◆ Exercise ◆
Transcribe the data exactly, stopping after the "use std::fmt;" line.

[Saved data entries]
....
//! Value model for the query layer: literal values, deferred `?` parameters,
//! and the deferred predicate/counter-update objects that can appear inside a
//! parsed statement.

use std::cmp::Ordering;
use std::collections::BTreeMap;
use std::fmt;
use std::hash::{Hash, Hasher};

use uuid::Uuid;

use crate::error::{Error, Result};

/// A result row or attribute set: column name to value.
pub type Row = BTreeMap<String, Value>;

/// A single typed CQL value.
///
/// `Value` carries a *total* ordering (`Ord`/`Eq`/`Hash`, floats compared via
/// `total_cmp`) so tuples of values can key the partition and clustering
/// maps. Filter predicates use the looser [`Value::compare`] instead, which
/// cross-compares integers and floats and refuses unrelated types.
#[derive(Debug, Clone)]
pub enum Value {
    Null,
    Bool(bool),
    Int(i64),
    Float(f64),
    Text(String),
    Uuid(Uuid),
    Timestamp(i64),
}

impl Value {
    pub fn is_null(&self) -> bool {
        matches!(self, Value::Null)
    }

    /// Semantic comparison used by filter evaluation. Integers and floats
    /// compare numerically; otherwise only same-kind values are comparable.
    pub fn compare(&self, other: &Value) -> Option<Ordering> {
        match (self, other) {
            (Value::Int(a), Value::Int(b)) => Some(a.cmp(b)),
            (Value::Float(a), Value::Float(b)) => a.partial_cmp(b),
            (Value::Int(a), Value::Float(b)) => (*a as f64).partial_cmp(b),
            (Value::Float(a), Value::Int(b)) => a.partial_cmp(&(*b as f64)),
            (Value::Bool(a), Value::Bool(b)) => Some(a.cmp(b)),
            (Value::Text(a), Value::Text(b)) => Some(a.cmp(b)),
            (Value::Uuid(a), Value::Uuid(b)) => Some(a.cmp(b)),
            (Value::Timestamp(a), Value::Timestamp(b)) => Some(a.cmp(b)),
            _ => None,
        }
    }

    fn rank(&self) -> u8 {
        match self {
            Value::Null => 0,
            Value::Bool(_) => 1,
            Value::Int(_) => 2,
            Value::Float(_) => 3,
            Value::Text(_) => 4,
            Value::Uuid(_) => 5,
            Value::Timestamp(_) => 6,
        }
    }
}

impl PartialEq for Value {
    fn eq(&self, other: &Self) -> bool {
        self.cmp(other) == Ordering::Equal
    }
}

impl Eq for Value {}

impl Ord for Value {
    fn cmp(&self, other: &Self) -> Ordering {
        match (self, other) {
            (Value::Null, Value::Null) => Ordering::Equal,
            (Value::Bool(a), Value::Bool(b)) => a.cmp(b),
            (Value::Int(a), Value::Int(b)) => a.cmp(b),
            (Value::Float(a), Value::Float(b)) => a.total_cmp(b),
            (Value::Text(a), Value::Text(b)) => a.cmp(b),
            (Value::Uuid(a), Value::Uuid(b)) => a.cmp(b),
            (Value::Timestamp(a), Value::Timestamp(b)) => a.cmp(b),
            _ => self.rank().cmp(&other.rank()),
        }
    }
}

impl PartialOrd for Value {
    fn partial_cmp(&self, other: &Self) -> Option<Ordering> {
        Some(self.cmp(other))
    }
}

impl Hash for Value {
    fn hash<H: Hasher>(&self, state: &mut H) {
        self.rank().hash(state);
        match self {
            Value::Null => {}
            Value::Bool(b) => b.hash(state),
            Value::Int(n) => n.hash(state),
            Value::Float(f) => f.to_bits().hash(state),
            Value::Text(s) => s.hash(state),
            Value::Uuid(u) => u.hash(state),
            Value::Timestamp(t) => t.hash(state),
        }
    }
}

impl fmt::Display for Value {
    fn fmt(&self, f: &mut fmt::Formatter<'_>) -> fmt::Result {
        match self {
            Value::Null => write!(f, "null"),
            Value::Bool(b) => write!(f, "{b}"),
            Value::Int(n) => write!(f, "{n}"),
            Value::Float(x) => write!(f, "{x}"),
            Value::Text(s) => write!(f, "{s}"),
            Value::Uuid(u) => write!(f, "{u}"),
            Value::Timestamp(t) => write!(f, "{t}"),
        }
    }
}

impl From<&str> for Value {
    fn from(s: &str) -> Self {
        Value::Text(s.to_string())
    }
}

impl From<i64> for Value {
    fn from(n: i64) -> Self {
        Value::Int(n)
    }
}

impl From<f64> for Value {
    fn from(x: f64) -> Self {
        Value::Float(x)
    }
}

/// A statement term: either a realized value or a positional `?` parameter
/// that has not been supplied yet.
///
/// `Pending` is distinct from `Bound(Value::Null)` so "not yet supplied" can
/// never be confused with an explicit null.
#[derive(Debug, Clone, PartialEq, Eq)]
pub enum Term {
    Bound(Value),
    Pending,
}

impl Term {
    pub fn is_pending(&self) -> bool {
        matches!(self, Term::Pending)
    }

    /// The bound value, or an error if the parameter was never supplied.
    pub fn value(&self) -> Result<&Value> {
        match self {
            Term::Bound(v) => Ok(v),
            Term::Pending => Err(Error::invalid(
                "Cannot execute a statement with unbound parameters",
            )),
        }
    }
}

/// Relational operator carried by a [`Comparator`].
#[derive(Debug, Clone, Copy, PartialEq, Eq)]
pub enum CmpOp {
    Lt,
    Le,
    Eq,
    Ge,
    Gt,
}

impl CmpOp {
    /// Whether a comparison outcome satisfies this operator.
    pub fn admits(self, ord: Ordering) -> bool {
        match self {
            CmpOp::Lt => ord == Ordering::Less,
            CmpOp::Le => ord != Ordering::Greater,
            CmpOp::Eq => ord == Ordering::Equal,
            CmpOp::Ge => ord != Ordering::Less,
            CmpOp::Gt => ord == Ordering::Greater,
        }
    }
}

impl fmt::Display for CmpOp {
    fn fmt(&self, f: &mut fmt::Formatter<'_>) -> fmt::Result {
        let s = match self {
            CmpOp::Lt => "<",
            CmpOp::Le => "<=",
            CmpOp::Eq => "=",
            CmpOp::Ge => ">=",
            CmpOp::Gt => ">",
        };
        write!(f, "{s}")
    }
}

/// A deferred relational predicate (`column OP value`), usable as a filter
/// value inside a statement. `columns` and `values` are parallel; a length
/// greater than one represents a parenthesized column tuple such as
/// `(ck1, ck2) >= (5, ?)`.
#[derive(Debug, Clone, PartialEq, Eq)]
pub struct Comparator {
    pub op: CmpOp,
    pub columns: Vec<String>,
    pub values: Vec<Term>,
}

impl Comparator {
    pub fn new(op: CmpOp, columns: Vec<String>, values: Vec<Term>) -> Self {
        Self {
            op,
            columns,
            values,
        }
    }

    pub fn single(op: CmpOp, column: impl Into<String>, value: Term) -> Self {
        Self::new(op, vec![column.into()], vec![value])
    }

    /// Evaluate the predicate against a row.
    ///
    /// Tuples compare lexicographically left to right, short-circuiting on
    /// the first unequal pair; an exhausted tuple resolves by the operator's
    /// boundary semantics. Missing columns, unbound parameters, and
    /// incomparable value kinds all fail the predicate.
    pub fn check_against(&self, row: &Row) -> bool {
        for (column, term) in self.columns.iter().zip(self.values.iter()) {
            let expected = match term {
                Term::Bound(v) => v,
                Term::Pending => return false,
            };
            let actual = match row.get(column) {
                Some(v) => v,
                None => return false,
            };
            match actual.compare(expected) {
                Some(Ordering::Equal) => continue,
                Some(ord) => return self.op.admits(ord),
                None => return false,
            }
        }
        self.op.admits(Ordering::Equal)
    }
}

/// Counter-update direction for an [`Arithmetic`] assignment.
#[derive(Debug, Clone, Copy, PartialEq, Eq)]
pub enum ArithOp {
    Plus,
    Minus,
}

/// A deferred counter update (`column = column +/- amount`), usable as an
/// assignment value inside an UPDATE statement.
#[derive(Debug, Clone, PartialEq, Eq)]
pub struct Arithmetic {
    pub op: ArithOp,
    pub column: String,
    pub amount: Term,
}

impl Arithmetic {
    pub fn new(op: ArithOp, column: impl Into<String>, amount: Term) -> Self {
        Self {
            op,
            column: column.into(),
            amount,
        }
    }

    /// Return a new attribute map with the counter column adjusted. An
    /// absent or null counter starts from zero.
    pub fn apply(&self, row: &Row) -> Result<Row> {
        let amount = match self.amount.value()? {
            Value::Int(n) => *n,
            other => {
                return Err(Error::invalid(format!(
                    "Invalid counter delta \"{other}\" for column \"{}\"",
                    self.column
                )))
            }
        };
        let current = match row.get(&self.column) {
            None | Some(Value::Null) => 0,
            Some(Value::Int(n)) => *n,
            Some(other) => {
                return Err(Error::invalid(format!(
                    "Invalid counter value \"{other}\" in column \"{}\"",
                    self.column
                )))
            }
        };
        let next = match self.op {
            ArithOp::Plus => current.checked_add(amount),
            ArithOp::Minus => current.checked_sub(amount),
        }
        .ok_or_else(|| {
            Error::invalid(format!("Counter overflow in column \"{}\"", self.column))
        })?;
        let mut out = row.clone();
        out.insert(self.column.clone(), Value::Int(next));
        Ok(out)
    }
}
....
◆ Answer space ◆
//! Value model for the query layer: literal values, deferred `?` parameters,
//! and the deferred predicate/counter-update objects that can appear inside a
//! parsed statement.

use std::cmp::Ordering;
use std::collections::BTreeMap;
use std::fmt;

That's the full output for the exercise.